(Highly geeky post ahead. You’ve been warned!)
I have found the very message that summarizes the beauty of Cocoa in a single word; see by yourselves, hereunder in line 47:
“The four magic constants of the apocalypse: Nothing, Null, Empty, and Error.” Verity Stob
4 Comments
#1. Paul Barry 07.08.2008
class Person
attr_accessor :first_name, :last_name, :age
def to_s
“Name: #{first_name} #{last_name}, #{age} years old”
end
end
map = {”first_name”=>”Teto”, “last_name”=>”Rodriguez”, “age”=>34}
puts map.inject(Person.new){|p,(k,v)| p.send “#{k}=”, v; p}
#2. Adrian 07.08.2008
Thanks for your comment Paul! I still prefer the ObjC version though :)
#3. Paul Barry 07.08.2008
Seriously? You prefer 53 lines of code over 9? And consider that this is doing it the “hard way”. You can easily hide away the complexity of the last two lines in the Ruby way and make it part of the object’s constructor, as is done in Rails:
Person.new(:first_name => “Teto”, :last_name => “Rodriguez”, :age => 34)

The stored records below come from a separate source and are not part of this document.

//! Diff computation engine

use crate::line::LineRecord;
use serde::{Deserialize, Serialize};
use similar::{capture_diff_slices, DiffOp};
use std::borrow::Cow;
use std::fmt;
use std::path::{Path, PathBuf};
use std::str::FromStr;
use thiserror::Error;
use tracing::debug;

#[derive(Error, Debug)]
pub enum DiffError {
    #[error("Failed to read {path}: {source}")]
    FileRead {
        path: PathBuf,
        #[source]
        source: std::io::Error,
    },
}

/// Line alignment strategy
#[derive(Debug, Clone, Copy, PartialEq, Eq, Default, Serialize, Deserialize)]
#[serde(rename_all = "lowercase")]
pub enum Algorithm {
    /// Greedy nearest-match alignment
    #[default]
    Greedy,
    /// Minimal edit script (Myers) over normalized lines
    #[serde(alias = "myers")]
    Lcs,
}

impl Algorithm {
    pub fn as_str(self) -> &'static str {
        match self {
            Algorithm::Greedy => "greedy",
            Algorithm::Lcs => "lcs",
        }
    }

    /// The other algorithm
    pub fn toggled(self) -> Self {
        match self {
            Algorithm::Greedy => Algorithm::Lcs,
            Algorithm::Lcs => Algorithm::Greedy,
        }
    }
}

impl fmt::Display for Algorithm {
    fn fmt(&self, f: &mut fmt::Formatter<'_>) -> fmt::Result {
        f.write_str(self.as_str())
    }
}

impl FromStr for Algorithm {
    type Err = String;

    fn from_str(s: &str) -> Result<Self, Self::Err> {
        match s.trim().to_ascii_lowercase().as_str() {
            "greedy" => Ok(Algorithm::Greedy),
            "lcs" | "myers" => Ok(Algorithm::Lcs),
            other => Err(format!("unknown algorithm '{}'", other)),
        }
    }
}

/// Comparison toggles. They only affect equality tests, never displayed content.
#[derive(Debug, Clone, Copy, PartialEq, Eq, Default, Serialize, Deserialize)]
#[serde(rename_all = "camelCase")]
pub struct DiffOptions {
    pub ignore_case: bool,
    pub ignore_whitespace: bool,
}

/// Aggregate counts for a diff
#[derive(Debug, Clone, Copy, PartialEq, Eq, Default, Serialize, Deserialize)]
pub struct DiffStats {
    /// Number of alignment steps taken (not a line count)
    pub total: usize,
    pub added: usize,
    pub removed: usize,
    pub unchanged: usize,
}

impl DiffStats {
    pub fn is_identical(&self) -> bool {
        self.added == 0 && self.removed == 0
    }
}

/// Result of a diff operation
#[derive(Debug, Clone, PartialEq, Eq, Default, Serialize, Deserialize)]
#[serde(rename_all = "camelCase")]
pub struct DiffResult {
    /// Removed and unchanged lines of the original side, in order
    pub left_lines: Vec<LineRecord>,
    /// Added and unchanged lines of the modified side, in order
    pub right_lines: Vec<LineRecord>,
    pub stats: DiffStats,
}

impl DiffResult {
    /// Check if any line was added or removed
    pub fn has_changes(&self) -> bool {
        !self.stats.is_identical()
    }
}

/// A diff between two named inputs
#[derive(Debug, Clone, Serialize)]
#[serde(rename_all = "camelCase")]
pub struct FileDiff {
    pub left_path: Option<String>,
    pub right_path: Option<String>,
    #[serde(flatten)]
    pub result: DiffResult,
}

/// Split text into lines on `\n`. Empty text has no lines.
pub fn split_lines(text: &str) -> Vec<&str> {
    if text.is_empty() {
        Vec::new()
    } else {
        text.split('\n').collect()
    }
}

/// Whitespace for comparison purposes. A byte order mark counts as blank,
/// NEL (U+0085) does not.
fn is_blank(c: char) -> bool {
    match c {
        '\u{feff}' => true,
        '\u{85}' => false,
        c => c.is_whitespace(),
    }
}

/// Normalize a line for equality comparison under `options`
pub fn normalize_line(line: &str, options: DiffOptions) -> Cow<'_, str> {
    let mut normalized = Cow::Borrowed(line);
    if options.ignore_whitespace {
        normalized = Cow::Owned(
            line.split(is_blank)
                .filter(|word| !word.is_empty())
                .collect::<Vec<_>>()
                .join(" "),
        );
    }
    if options.ignore_case {
        normalized = Cow::Owned(normalized.to_lowercase());
    }
    normalized
}

/// Accumulates records and counts while cursors advance
#[derive(Default)]
struct Emitter {
    left_lines: Vec<LineRecord>,
    right_lines: Vec<LineRecord>,
    stats: DiffStats,
}

impl Emitter {
    fn step(&mut self) {
        self.stats.total += 1;
    }

    fn removed(&mut self, left: &[&str], i: usize) {
        self.left_lines.push(LineRecord::removed(left[i], i + 1));
        self.stats.removed += 1;
    }

    fn added(&mut self, right: &[&str], j: usize) {
        self.right_lines.push(LineRecord::added(right[j], j + 1));
        self.stats.added += 1;
    }

    fn unchanged(&mut self, left: &[&str], i: usize, right: &[&str], j: usize) {
        self.left_lines.push(LineRecord::unchanged(left[i], i + 1));
        self.right_lines.push(LineRecord::unchanged(right[j], j + 1));
        self.stats.unchanged += 1;
    }

    fn finish(self) -> DiffResult {
        DiffResult {
            left_lines: self.left_lines,
            right_lines: self.right_lines,
            stats: self.stats,
        }
    }
}

/// The main diff engine
#[derive(Debug, Clone, Copy, Default)]
pub struct DiffEngine {
    options: DiffOptions,
    algorithm: Algorithm,
}

impl DiffEngine {
    pub fn new() -> Self {
        Self::default()
    }

    pub fn with_options(mut self, options: DiffOptions) -> Self {
        self.options = options;
        self
    }

    pub fn with_ignore_case(mut self, enabled: bool) -> Self {
        self.options.ignore_case = enabled;
        self
    }

    pub fn with_ignore_whitespace(mut self, enabled: bool) -> Self {
        self.options.ignore_whitespace = enabled;
        self
    }

    pub fn with_algorithm(mut self, algorithm: Algorithm) -> Self {
        self.algorithm = algorithm;
        self
    }

    pub fn options(&self) -> DiffOptions {
        self.options
    }

    pub fn algorithm(&self) -> Algorithm {
        self.algorithm
    }

    /// Compute diff between two strings
    pub fn diff_strings(&self, left: &str, right: &str) -> DiffResult {
        let left_lines = split_lines(left);
        let right_lines = split_lines(right);
        let left_norm: Vec<Cow<'_, str>> = left_lines
            .iter()
            .map(|line| normalize_line(line, self.options))
            .collect();
        let right_norm: Vec<Cow<'_, str>> = right_lines
            .iter()
            .map(|line| normalize_line(line, self.options))
            .collect();

        let result = match self.algorithm {
            Algorithm::Greedy => greedy_align(&left_lines, &right_lines, &left_norm, &right_norm),
            Algorithm::Lcs => lcs_align(&left_lines, &right_lines, &left_norm, &right_norm),
        };

        debug!(
            algorithm = %self.algorithm,
            left = left_lines.len(),
            right = right_lines.len(),
            total = result.stats.total,
            added = result.stats.added,
            removed = result.stats.removed,
            unchanged = result.stats.unchanged,
            "computed line diff"
        );

        result
    }

    /// Compute diff between two files
    pub fn diff_files(&self, left_path: &Path, right_path: &Path) -> Result<FileDiff, DiffError> {
        let read = |path: &Path| {
            std::fs::read_to_string(path).map_err(|source| DiffError::FileRead {
                path: path.to_path_buf(),
                source,
            })
        };
        let left = read(left_path)?;
        let right = read(right_path)?;

        Ok(FileDiff {
            left_path: Some(left_path.to_string_lossy().to_string()),
            right_path: Some(right_path.to_string_lossy().to_string()),
            result: self.diff_strings(&left, &right),
        })
    }
}

/// Diff two texts with the greedy algorithm
pub fn compute_diff(left: &str, right: &str, options: DiffOptions) -> DiffResult {
    DiffEngine::new().with_options(options).diff_strings(left, right)
}

/// Greedy sequential alignment.
///
/// On a mismatch, looks for the nearest recurrence of each cursor line in the
/// other side. The side whose counterpart is farther away is taken to hold the
/// extra line. Ties emit an addition.
fn greedy_align(
    left: &[&str],
    right: &[&str],
    left_norm: &[Cow<'_, str>],
    right_norm: &[Cow<'_, str>],
) -> DiffResult {
    let mut out = Emitter::default();
    let (mut i, mut j) = (0usize, 0usize);

    while i < left.len() || j < right.len() {
        out.step();

        // One leftover line per step once a side is exhausted
        if i >= left.len() {
            out.added(right, j);
            j += 1;
        } else if j >= right.len() {
            out.removed(left, i);
            i += 1;
        } else if left_norm[i] == right_norm[j] {
            out.unchanged(left, i, right, j);
            i += 1;
            j += 1;
        } else {
            // Offsets relative to the cursors
            let found_in_right = right_norm[j..].iter().position(|l| *l == left_norm[i]);
            let found_in_left = left_norm[i..].iter().position(|l| *l == right_norm[j]);

            match (found_in_left, found_in_right) {
                (None, None) => {
                    out.removed(left, i);
                    out.added(right, j);
                    i += 1;
                    j += 1;
                }
                (_, None) => {
                    out.removed(left, i);
                    i += 1;
                }
                (Some(in_left), Some(in_right)) if in_left < in_right => {
                    out.removed(left, i);
                    i += 1;
                }
                _ => {
                    out.added(right, j);
                    j += 1;
                }
            }
        }
    }

    out.finish()
}

/// Myers alignment. Each emitted line (or unchanged pair) is one step.
fn lcs_align(
    left: &[&str],
    right: &[&str],
    left_norm: &[Cow<'_, str>],
    right_norm: &[Cow<'_, str>],
) -> DiffResult {
    let mut out = Emitter::default();
    let ops = capture_diff_slices(similar::Algorithm::Myers, left_norm, right_norm);

    for op in ops {
        match op {
            DiffOp::Equal {
                old_index,
                new_index,
                len,
            } => {
                for k in 0..len {
                    out.step();
                    out.unchanged(left, old_index + k, right, new_index + k);
                }
            }
            DiffOp::Delete {
                old_index, old_len, ..
            } => {
                for i in old_index..old_index + old_len {
                    out.step();
                    out.removed(left, i);
                }
            }
            DiffOp::Insert {
                new_index, new_len, ..
            } => {
                for j in new_index..new_index + new_len {
                    out.step();
                    out.added(right, j);
                }
            }
            DiffOp::Replace {
                old_index,
                old_len,
                new_index,
                new_len,
            } => {
                for i in old_index..old_index + old_len {
                    out.step();
                    out.removed(left, i);
                }
                for j in new_index..new_index + new_len {
                    out.step();
                    out.added(right, j);
                }
            }
        }
    }

    out.finish()
}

I don’t see how it could get anymore beautiful than that. I agree that compared to C, ObjC is beautiful, but there’s too much line noise in ObjC:
Person* person = [[[Person alloc] init] autorelease];
When compared to Ruby:
Person.new
#4. Adrian 07.08.2008
OK, let’s put things in context. Ruby is Ruby, and I love it for what I can do with it in Rails. The “level of noise” is purely subjective, as you can have an even shorter variant “Person()” in Python… I think that, as a compiled language, ObjC does great things, and it provides a level of flexibility that other similar languages (C++, to name its closest cousin) do not offer.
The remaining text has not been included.